TASK INPUT:
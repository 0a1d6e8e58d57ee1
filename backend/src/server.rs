//! HTTP listener setup and shutdown signals.

use axum::Router;
use std::future::Future;
use std::io;
use tokio::net::TcpListener;
use tracing::info;

/// Error type for serving the HTTP surface.
#[derive(Debug, thiserror::Error)]
pub enum ServeError {
    #[error("Failed to bind {addr}: {source}")]
    Bind {
        addr: String,
        #[source]
        source: io::Error,
    },

    #[error("Server error: {0}")]
    Io(#[from] io::Error),
}

/// Acquire the listening socket.
pub async fn bind(host: &str, port: u16) -> Result<TcpListener, ServeError> {
    let addr = format!("{}:{}", host, port);
    let listener = TcpListener::bind(&addr)
        .await
        .map_err(|source| ServeError::Bind {
            addr: addr.clone(),
            source,
        })?;
    info!("Server listening on {}", addr);
    Ok(listener)
}

/// Serve `app` until `shutdown` completes and every connection has closed.
pub async fn serve<F>(listener: TcpListener, app: Router, shutdown: F) -> Result<(), ServeError>
where
    F: Future<Output = ()> + Send + 'static,
{
    axum::serve(listener, app)
        .with_graceful_shutdown(shutdown)
        .await?;
    Ok(())
}

/// Completes on Ctrl-C, or SIGTERM on unix.
#[cfg(unix)]
pub async fn wait_for_shutdown_signal() -> io::Result<()> {
    use tokio::signal::unix::{signal, SignalKind};

    let mut sigterm = signal(SignalKind::terminate())?;
    tokio::select! {
        result = tokio::signal::ctrl_c() => result?,
        _ = sigterm.recv() => {}
    }
    Ok(())
}

#[cfg(not(unix))]
pub async fn wait_for_shutdown_signal() -> io::Result<()> {
    tokio::signal::ctrl_c().await
}
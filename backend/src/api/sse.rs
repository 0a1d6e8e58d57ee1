//! Server-Sent Events endpoint for lineup and stream updates.

use axum::extract::State;
use axum::response::sse::Sse;
use futures::Stream;
use std::convert::Infallible;
use tracing::info;

use crate::state::AppState;

/// Subscribe to Server-Sent Events.
///
/// Each event is a JSON-encoded `TunerEvent`: channel edits, probe results
/// and viewers tuning in, restarting or leaving.
pub async fn events_stream(
    State(state): State<AppState>,
) -> Sse<impl Stream<Item = Result<axum::response::sse::Event, Infallible>>> {
    info!(
        "New SSE client connected (total subscribers: {})",
        state.events().subscriber_count() + 1
    );
    state.events().subscribe()
}
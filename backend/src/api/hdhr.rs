//! HDHomeRun-compatible discovery documents.

use axum::{extract::State, http::HeaderMap, Json};
use camtuner_types::api::{DiscoverResponse, LineupEntry, LineupStatus};

use super::base_url;
use crate::guide::tune_url;
use crate::state::AppState;

const MODEL_NUMBER: &str = "HDHR4-2US";
const FIRMWARE_NAME: &str = "hdhomerun_ip";
const FIRMWARE_VERSION: &str = "2024.06.01";
const DEVICE_AUTH: &str = "camtuner";

/// Device descriptor.
#[utoipa::path(
    get,
    path = "/discover.json",
    tag = "tuner",
    responses(
        (status = 200, description = "Tuner device descriptor", body = DiscoverResponse)
    )
)]
pub async fn discover(State(state): State<AppState>, headers: HeaderMap) -> Json<DiscoverResponse> {
    let server = state.server();
    let base = base_url(&headers, server);

    Json(DiscoverResponse {
        friendly_name: format!("{} (IPTV Bridge)", server.name),
        model_number: MODEL_NUMBER.to_string(),
        firmware_name: FIRMWARE_NAME.to_string(),
        firmware_version: FIRMWARE_VERSION.to_string(),
        device_id: state.device_id().to_string(),
        device_auth: DEVICE_AUTH.to_string(),
        lineup_url: format!("{}/lineup.json", base),
        base_url: base,
        lineup_status: LineupStatus::default(),
        tuner_count: server.tuner_count,
    })
}

/// Channel lineup in operator order.
#[utoipa::path(
    get,
    path = "/lineup.json",
    tag = "tuner",
    responses(
        (status = 200, description = "One entry per channel", body = Vec<LineupEntry>)
    )
)]
pub async fn lineup(State(state): State<AppState>, headers: HeaderMap) -> Json<Vec<LineupEntry>> {
    let base = base_url(&headers, state.server());
    let entries = state
        .registry()
        .list()
        .into_iter()
        .map(|channel| LineupEntry {
            url: tune_url(&base, &channel.id),
            guide_number: channel.id,
            guide_name: channel.name,
        })
        .collect();
    Json(entries)
}

/// Scan status. Channels are configured, never scanned.
#[utoipa::path(
    get,
    path = "/lineup_status.json",
    tag = "tuner",
    responses(
        (status = 200, description = "Static scan status", body = LineupStatus)
    )
)]
pub async fn lineup_status() -> Json<LineupStatus> {
    Json(LineupStatus::default())
}
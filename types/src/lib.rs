//! Shared types for the camtuner virtual tuner.
//!
//! This crate contains the channel model and API types shared between
//! the HTTP surface and persisted configuration.

/// Default port for the tuner HTTP server.
pub const DEFAULT_PORT: u16 = 8000;

/// Default friendly name of the tuner device.
pub const DEFAULT_SERVER_NAME: &str = "CamIPTV";

pub mod api;
pub mod channel;
pub mod events;
pub mod stream;

// Re-export commonly used types
pub use channel::{
    is_supported_source_url, is_valid_channel_number, AuthMode, Channel, ChannelId, ProbeState,
    ProbeStatus, Transport, MAX_MOSAIC_SOURCES, MIN_MOSAIC_SOURCES,
};
pub use events::TunerEvent;
pub use stream::{StreamId, StreamInfo, StreamState};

EXERCISE BRIEF:
The lines to copy are those above that contain "tokio".

OUTPUT BELOW:
use tokio::net::TcpListener;
    use tokio::signal::unix::{signal, SignalKind};
    tokio::select! {
        result = tokio::signal::ctrl_c() => result?,
    tokio::signal::ctrl_c().await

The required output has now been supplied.